> **TASK DESCRIPTION**
Scan the entries below line by line and state how many lines contain the string "debug", giving only the number.

Records from a dataset:
//! Gateway startup and periodic reporting
//!
//! Everything here talks to the controller through a [`WsnHandle`] only, so
//! it runs the same against the serial coordinator and the mock transport.

use std::collections::BTreeMap;
use tokio::sync::broadcast;
use tracing::{debug, info, warn};

use wsn_xbee::{pin_mode, AtCommand, NodeKey, NodeSummary, Target, WsnHandle, XbeeError};

/// Run discovery over every field node
///
/// A partial failure is logged and the gateway continues with the nodes
/// that answered.
pub async fn discover(handle: &WsnHandle) -> wsn_xbee::Result<()> {
    match handle.discover_all().await {
        Ok(()) => {
            info!(nodes = handle.field_keys().len(), "All nodes discovered");
            Ok(())
        }
        Err(XbeeError::DiscoveryExhausted { undiscovered }) => {
            let keys: Vec<&str> = undiscovered.iter().map(NodeKey::as_str).collect();
            warn!(undiscovered = ?keys, "Continuing without undiscovered nodes");
            Ok(())
        }
        Err(e) => Err(e),
    }
}

/// Drive each listed node's D4 output to its saved level
pub async fn restore_outputs(
    handle: &WsnHandle,
    outputs: &BTreeMap<NodeKey, bool>,
) -> wsn_xbee::Result<()> {
    for (key, high) in outputs {
        let level = if *high {
            pin_mode::DIGITAL_OUTPUT_HIGH
        } else {
            pin_mode::DIGITAL_OUTPUT_LOW
        };
        info!(%key, high, "Restoring output");
        match handle
            .send_remote_at_command(Target::Node(key.clone()), None, AtCommand::D4, Some(vec![level]))
            .await
        {
            Ok(()) => {}
            Err(XbeeError::InvalidKey(key)) => warn!(%key, "Skipping output for unknown node"),
            Err(e) => return Err(e),
        }
    }
    Ok(())
}

/// Log and reset the temperature average of every field node, with the
/// latest discrete readings
pub async fn report_telemetry(handle: &WsnHandle) -> anyhow::Result<()> {
    let records = handle.telemetry_snapshot().await?;

    for key in handle.field_keys() {
        let readings = records
            .get(key)
            .map(|record| {
                record
                    .readings
                    .iter()
                    .map(|(kind, reading)| format!("{}={}", kind, reading.value))
                    .collect::<Vec<_>>()
                    .join(" ")
            })
            .unwrap_or_default();

        match handle.drain_average(key.clone()).await? {
            Some(celsius) => info!(
                %key,
                temperature = format_args!("{:.2}", celsius),
                readings = %readings,
                "Telemetry report"
            ),
            None => debug!(%key, readings = %readings, "No temperature samples since last report"),
        }
    }

    let snapshot = handle.snapshot().await?;
    debug!(registry = %serde_json::to_string(&snapshot)?, "Registry snapshot");
    Ok(())
}

/// Log node changes until the controller goes away
pub async fn log_changes(mut events: broadcast::Receiver<NodeSummary>) {
    loop {
        match events.recv().await {
            Ok(summary) => {
                let json = serde_json::to_string(&summary).unwrap_or_default();
                info!(key = %summary.key, change = %json, "Node changed");
            }
            Err(broadcast::error::RecvError::Lagged(missed)) => {
                warn!(missed, "Node change log fell behind");
            }
            Err(broadcast::error::RecvError::Closed) => break,
        }
    }
}

#[cfg(test)]
mod tests {
    use super::*;
    use std::time::Duration;
    use wsn_xbee::{
        Addr16, Addr64, InboundFrame, MockRadio, MockTransport, OutboundFrame, WsnConfigBuilder,
        WsnController,
    };

    fn start() -> (WsnHandle, MockRadio) {
        let config = WsnConfigBuilder::new()
            .discovery(0, Duration::from_secs(8))
            .build();
        let (transport, radio) = MockTransport::new();
        let (controller, handle) = WsnController::new(transport, &config);
        tokio::spawn(controller.run());
        (handle, radio)
    }

    #[tokio::test]
    async fn test_restore_outputs_sends_d4() {
        let (handle, mut radio) = start();
        let mut outputs = BTreeMap::new();
        outputs.insert(NodeKey::new("xb1"), true);
        outputs.insert(NodeKey::new("xb2"), false);
        outputs.insert(NodeKey::new("xb9"), true);

        restore_outputs(&handle, &outputs).await.unwrap();

        let mut levels = Vec::new();
        for _ in 0..2 {
            match radio.next_outbound().await {
                Some(OutboundFrame::RemoteAtCommand {
                    command, parameter, ..
                }) => {
                    assert_eq!(command, AtCommand::D4);
                    levels.push(parameter);
                }
                other => panic!("unexpected frame {:?}", other),
            }
        }
        assert_eq!(levels, vec![Some(vec![0x05]), Some(vec![0x04])]);
    }

    #[tokio::test(start_paused = true)]
    async fn test_partial_discovery_is_not_fatal() {
        let (handle, mut radio) = start();

        let task = {
            let handle = handle.clone();
            tokio::spawn(async move { discover(&handle).await })
        };
        assert!(radio.next_outbound().await.is_some());
        radio.deliver(InboundFrame::RemoteCommandResponse {
            frame_id: 1,
            remote64: Addr64(0x0013_A200_40B3_2D72),
            remote16: Addr16(0x1A2B),
            command: AtCommand::ND,
            status: wsn_xbee::CommandStatus::Ok,
            data: Vec::new(),
        });

        assert!(task.await.unwrap().is_ok());
        assert_eq!(
            handle.undiscovered_keys().await.unwrap(),
            vec![NodeKey::new("xb2")]
        );
    }

    #[tokio::test]
    async fn test_report_drains_averages() {
        let (handle, radio) = start();
        let mut analog_samples = BTreeMap::new();
        analog_samples.insert(wsn_xbee::AnalogChannel::Ad3, 600);
        radio.deliver(InboundFrame::IoDataSample {
            remote64: Addr64(0x0013_A200_40B3_2D72),
            remote16: Addr16(0x1A2B),
            receive_options: 0x01,
            digital_mask: 0,
            digital_samples: None,
            analog_samples,
        });

        loop {
            let records = handle.telemetry_snapshot().await.unwrap();
            if records[&NodeKey::new("xb1")].count == 1 {
                break;
            }
            tokio::task::yield_now().await;
        }

        report_telemetry(&handle).await.unwrap();
        assert_eq!(handle.drain_average(NodeKey::new("xb1")).await.unwrap(), None);
    }
}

> **EXERCISE ANSWER**
3